Modelling the Economic Value of Credit Rating Systems
by Rainer Jankowitsch of Vienna University of Economics and Business Administration, and
Abstract: In this paper we develop a model of the economic value of a credit rating system. Increasing international competition and changes in the regulatory framework driven by the Basel Committee on Banking Supervision (Basel II) called forth incentives for banks to improve their credit rating systems. An improvement of the statistical power of a rating system decreases the potential effects of adverse selection, and, combined with meeting several qualitative standards, decreases the amount of regulatory capital requirements. As a consequence, many banks have to make investment decisions where they have to consider the costs and the potential benefits of improving their rating systems. In our model the quality of a rating system depends on several parameters such as the accuracy of forecasting individual default probabilities and the rating class structure.
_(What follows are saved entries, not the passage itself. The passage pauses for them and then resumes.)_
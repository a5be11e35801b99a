//! Simulation time model.
//!
//! # Design
//!
//! Time is a continuous quantity: inter-arrival gaps are sampled from
//! exponential and uniform distributions, so event timestamps are arbitrary
//! reals rather than tick multiples.  `SimTime` wraps an `f64` and supplies
//! the total order the event queue needs.
//!
//! Values are finite and non-negative by construction (`SimTime::new`
//! rejects everything else), which makes `f64::total_cmp` a plain numeric
//! comparison here — there are no NaNs to worry about and `Ord`/`Eq` are
//! safe to implement.

use std::cmp::Ordering;
use std::fmt;

/// An absolute point in simulated time, in seconds from the start of the run.
#[derive(Copy, Clone, Debug, Default, PartialEq)]
#[cfg_attr(feature = "serde", derive(serde::Serialize, serde::Deserialize))]
pub struct SimTime(pub f64);

impl SimTime {
    pub const ZERO: SimTime = SimTime(0.0);

    /// Construct from raw seconds.
    ///
    /// # Panics
    /// Panics if `secs` is negative, NaN, or infinite — simulation time is a
    /// finite non-negative real by definition.
    pub fn new(secs: f64) -> SimTime {
        assert!(
            secs.is_finite() && secs >= 0.0,
            "SimTime must be a finite non-negative number, got {secs}"
        );
        SimTime(secs)
    }

    /// The time `delay` seconds after `self`.
    #[inline]
    pub fn after(self, delay: f64) -> SimTime {
        SimTime::new(self.0 + delay)
    }

    /// Seconds elapsed from `earlier` to `self`.
    ///
    /// # Panics
    /// Panics in debug mode if `earlier > self`.
    #[inline]
    pub fn since(self, earlier: SimTime) -> f64 {
        debug_assert!(earlier <= self);
        self.0 - earlier.0
    }
}

impl Eq for SimTime {}

impl Ord for SimTime {
    #[inline]
    fn cmp(&self, other: &Self) -> Ordering {
        self.0.total_cmp(&other.0)
    }
}

impl PartialOrd for SimTime {
    #[inline]
    fn partial_cmp(&self, other: &Self) -> Option<Ordering> {
        Some(self.cmp(other))
    }
}

impl fmt::Display for SimTime {
    fn fmt(&self, f: &mut fmt::Formatter<'_>) -> fmt::Result {
        write!(f, "t={:.4}", self.0)
    }
}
We measure effects of adverse selection in a competitive one-period framework by parametrizing customer elasticity. Capital requirements are obtained by applying the current framework released by the Basel Committee on Banking Supervision. Results of a numerical analysis indicate that improving a rating system with low accuracy to medium accuracy can increase the annual rate of return on a portfolio by 30 to 40 bp. This effect is even stronger for banks operating in markets with high customer elasticity and high loss rates. Compared to the estimated implementation costs banks could have a strong incentive to invest in their rating systems. The potential of reduced capital requirements on the portfolio return is rather weak compared to the effect of adverse selection.
Keywords: Rating system, cohort method, Basel, banking regulation, capital requirements, probability of default, adverse selection.
Published in: Journal of Banking & Finance, Vol. 31, No. 1, (January 2007), pp. 181-198.